*** TASK INPUTS Section Begins ***

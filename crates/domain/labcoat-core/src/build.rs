use chrono::{DateTime, Utc};
use serde::{Deserialize, Serialize};

use crate::BuildId;

/// A CI build (job) as returned by the server.
#[derive(Debug, Clone, PartialEq, Serialize, Deserialize)]
pub struct Build {
    pub id: BuildId,
    pub status: BuildStatus,
    #[serde(default)]
    pub name: String,
    #[serde(default)]
    pub stage: String,
    #[serde(rename = "ref", default)]
    pub ref_name: String,
    #[serde(default)]
    pub created_at: Option<DateTime<Utc>>,
    #[serde(default)]
    pub started_at: Option<DateTime<Utc>>,
    #[serde(default)]
    pub finished_at: Option<DateTime<Utc>>,
    #[serde(default)]
    pub erased_at: Option<DateTime<Utc>>,
    #[serde(default)]
    pub artifacts_file: Option<ArtifactsFile>,
}

impl Build {
    pub fn has_artifacts(&self) -> bool {
        self.artifacts_file.is_some()
    }

    pub fn is_finished(&self) -> bool {
        self.status.is_terminal()
    }
}

#[derive(Debug, Clone, PartialEq, Eq, Serialize, Deserialize)]
pub struct ArtifactsFile {
    pub filename: String,
    #[serde(default)]
    pub size: u64,
}

#[derive(Debug, Clone, Copy, PartialEq, Eq, Hash, Serialize, Deserialize)]
#[serde(rename_all = "snake_case")]
pub enum BuildStatus {
    Created,
    Pending,
    Running,
    Success,
    Failed,
    Canceled,
    Skipped,
    Manual,
    #[serde(other)]
    Unknown,
}

impl BuildStatus {
    pub fn as_str(&self) -> &'static str {
        match self {
            BuildStatus::Created => "created",
            BuildStatus::Pending => "pending",
            BuildStatus::Running => "running",
            BuildStatus::Success => "success",
            BuildStatus::Failed => "failed",
            BuildStatus::Canceled => "canceled",
            BuildStatus::Skipped => "skipped",
            BuildStatus::Manual => "manual",
            BuildStatus::Unknown => "unknown",
        }
    }

    pub fn is_terminal(&self) -> bool {
        matches!(
            self,
            BuildStatus::Success | BuildStatus::Failed | BuildStatus::Canceled | BuildStatus::Skipped
        )
    }
}

impl std::fmt::Display for BuildStatus {
    fn fmt(&self, f: &mut std::fmt::Formatter<'_>) -> std::fmt::Result {
        f.write_str(self.as_str())
    }
}
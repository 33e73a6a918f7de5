use serde::{Deserialize, Serialize};

/// Credentials for one server. Persisted by the application layer.
#[derive(Debug, Clone, PartialEq, Eq, Serialize, Deserialize)]
pub struct Account {
    pub server_url: String,
    pub private_token: String,
    #[serde(default)]
    pub username: Option<String>,
}

impl Account {
    pub fn validate(&self) -> anyhow::Result<()> {
        let url = self.server_url.trim();
        if url.is_empty() {
            anyhow::bail!("Server URL cannot be empty");
        }
        if !(url.starts_with("http://") || url.starts_with("https://")) {
            anyhow::bail!("Server URL must start with http:// or https://");
        }
        if self.private_token.trim().is_empty() {
            anyhow::bail!("Private token cannot be empty");
        }
        Ok(())
    }
}
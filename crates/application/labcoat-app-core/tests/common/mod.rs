#![allow(dead_code)]

use std::sync::{Arc, Mutex};

use labcoat_app_core::{ActionKind, BuildService, BusyIndicator, NotificationSink};
use labcoat_core::{ArtifactsFile, Build, BuildId, BuildRef, BuildStatus, ProjectId};
use tokio::sync::Semaphore;

type Responder = Arc<dyn Fn(ActionKind, BuildRef) -> anyhow::Result<Build> + Send + Sync>;

pub fn build(id: u64, status: BuildStatus) -> Build {
    Build {
        id,
        status,
        name: "rspec".into(),
        stage: "test".into(),
        ref_name: "main".into(),
        created_at: None,
        started_at: None,
        finished_at: None,
        erased_at: None,
        artifacts_file: None,
    }
}

pub fn with_artifacts(mut build: Build) -> Build {
    build.artifacts_file = Some(ArtifactsFile {
        filename: "artifacts.zip".into(),
        size: 1024,
    });
    build
}

/// BuildService fake: records calls and answers once a gate permit is available.
#[derive(Clone)]
pub struct FakeService {
    pub calls: Arc<Mutex<Vec<(ActionKind, BuildRef)>>>,
    gate: Arc<Semaphore>,
    respond: Responder,
}

impl FakeService {
    pub fn new(respond: impl Fn(ActionKind, BuildRef) -> anyhow::Result<Build> + Send + Sync + 'static) -> Self {
        Self {
            calls: Arc::default(),
            gate: Arc::new(Semaphore::new(Semaphore::MAX_PERMITS)),
            respond: Arc::new(respond),
        }
    }

    pub fn succeeding(build: Build) -> Self {
        Self::new(move |_, _| Ok(build.clone()))
    }

    pub fn failing(message: &'static str) -> Self {
        Self::new(move |_, _| Err(anyhow::anyhow!(message)))
    }

    /// Calls block until `release` is called on the returned gate.
    pub fn gated(self) -> (Self, Gate) {
        let gate = Arc::new(Semaphore::new(0));
        (
            Self {
                gate: gate.clone(),
                ..self
            },
            Gate(gate),
        )
    }

    pub fn call_count(&self) -> usize {
        self.calls.lock().unwrap().len()
    }

    async fn answer(&self, kind: ActionKind, project_id: ProjectId, build_id: BuildId) -> anyhow::Result<Build> {
        let target = BuildRef::new(project_id, build_id);
        self.calls.lock().unwrap().push((kind, target));
        let _permit = self.gate.acquire().await?;
        (self.respond)(kind, target)
    }
}

pub struct Gate(Arc<Semaphore>);

impl Gate {
    pub fn release(&self) {
        self.0.add_permits(1);
    }
}

#[async_trait::async_trait]
impl BuildService for FakeService {
    async fn retry_build(&self, project_id: ProjectId, build_id: BuildId) -> anyhow::Result<Build> {
        self.answer(ActionKind::Retry, project_id, build_id).await
    }

    async fn erase_build(&self, project_id: ProjectId, build_id: BuildId) -> anyhow::Result<Build> {
        self.answer(ActionKind::Erase, project_id, build_id).await
    }

    async fn cancel_build(&self, project_id: ProjectId, build_id: BuildId) -> anyhow::Result<Build> {
        self.answer(ActionKind::Cancel, project_id, build_id).await
    }
}

/// Records busy transitions and notifications in order.
#[derive(Clone, Default)]
pub struct Surface {
    pub busy: Arc<Mutex<Vec<bool>>>,
    pub notices: Arc<Mutex<Vec<String>>>,
}

impl Surface {
    pub fn busy_log(&self) -> Vec<bool> {
        self.busy.lock().unwrap().clone()
    }

    pub fn notices(&self) -> Vec<String> {
        self.notices.lock().unwrap().clone()
    }
}

impl BusyIndicator for Surface {
    fn set_busy(&self, busy: bool) {
        self.busy.lock().unwrap().push(busy);
    }
}

impl NotificationSink for Surface {
    fn show(&self, message: &str) {
        self.notices.lock().unwrap().push(message.to_string());
    }
}
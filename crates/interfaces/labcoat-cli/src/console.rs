use indicatif::{ProgressBar, ProgressStyle};
use labcoat_app_core::{BusyIndicator, NotificationSink};
use std::time::Duration;

/// Notifications go straight to stdout.
pub struct ConsoleNotifier;

impl NotificationSink for ConsoleNotifier {
    fn show(&self, message: &str) {
        println!(":: {}", message);
    }
}

/// Spinner shown while a build action is in flight.
pub struct SpinnerBusy {
    pb: ProgressBar,
}

impl SpinnerBusy {
    pub fn new(message: String) -> Self {
        let pb = ProgressBar::new_spinner();
        if let Ok(style) = ProgressStyle::default_spinner().template("{spinner:.green} {msg}") {
            pb.set_style(style);
        }
        pb.set_message(message);
        Self { pb }
    }
}

impl BusyIndicator for SpinnerBusy {
    fn set_busy(&self, busy: bool) {
        if busy {
            self.pb.enable_steady_tick(Duration::from_millis(100));
        } else {
            self.pb.finish_and_clear();
        }
    }
}
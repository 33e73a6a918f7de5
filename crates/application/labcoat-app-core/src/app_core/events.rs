use labcoat_core::Build;

#[derive(Debug, Clone)]
pub enum ScreenEvent {
    BusyChanged(bool),

    // User-visible messages
    Notice(String),

    // A newer snapshot of the displayed build
    BuildRefreshed(Build),
}
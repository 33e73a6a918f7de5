use labcoat_core::{Build, BuildRef, BuildStatus};

#[test]
fn job_payload_with_artifacts_parses() {
    let json = r#"
    {
      "id": 42,
      "status": "running",
      "stage": "test",
      "name": "rspec",
      "ref": "main",
      "created_at": "2016-01-11T10:13:33.506Z",
      "started_at": "2016-01-11T10:14:09.526Z",
      "finished_at": null,
      "artifacts_file": { "filename": "artifacts.zip", "size": 1000 },
      "coverage": null
    }
    "#;

    let build: Build = serde_json::from_str(json).expect("build should parse");
    assert_eq!(build.id, 42);
    assert_eq!(build.status, BuildStatus::Running);
    assert_eq!(build.ref_name, "main");
    assert!(build.started_at.is_some());
    assert!(build.finished_at.is_none());
    assert!(build.has_artifacts());
    assert_eq!(build.artifacts_file.unwrap().filename, "artifacts.zip");
}

#[test]
fn unknown_status_and_missing_fields_fall_back() {
    let build: Build =
        serde_json::from_str(r#"{ "id": 7, "status": "waiting_for_resource" }"#).unwrap();
    assert_eq!(build.status, BuildStatus::Unknown);
    assert!(!build.has_artifacts());
    assert!(!build.is_finished());
    assert!(build.name.is_empty());
}

#[test]
fn build_ref_displays_as_project_slash_build() {
    assert_eq!(BuildRef::new(7, 42).to_string(), "7/42");
}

*** TASK INPUTS Section Ends ***

### PROBLEM REQUIREMENTS:
From the first line of the records above down to the line containing "pub fn has_artifacts(&self)", repeat each line exactly as written. Include both of those lines and add nothing.

### TASK SOLUTION:
filename crates/domain/labcoat-core/src/build.rs
use chrono::{DateTime, Utc};
use serde::{Deserialize, Serialize};

use crate::BuildId;

/// A CI build (job) as returned by the server.
#[derive(Debug, Clone, PartialEq, Serialize, Deserialize)]
pub struct Build {
    pub id: BuildId,
    pub status: BuildStatus,
    #[serde(default)]
    pub name: String,
    #[serde(default)]
    pub stage: String,
    #[serde(rename = "ref", default)]
    pub ref_name: String,
    #[serde(default)]
    pub created_at: Option<DateTime<Utc>>,
    #[serde(default)]
    pub started_at: Option<DateTime<Utc>>,
    #[serde(default)]
    pub finished_at: Option<DateTime<Utc>>,
    #[serde(default)]
    pub erased_at: Option<DateTime<Utc>>,
    #[serde(default)]
    pub artifacts_file: Option<ArtifactsFile>,
}

impl Build {
    pub fn has_artifacts(&self) -> bool {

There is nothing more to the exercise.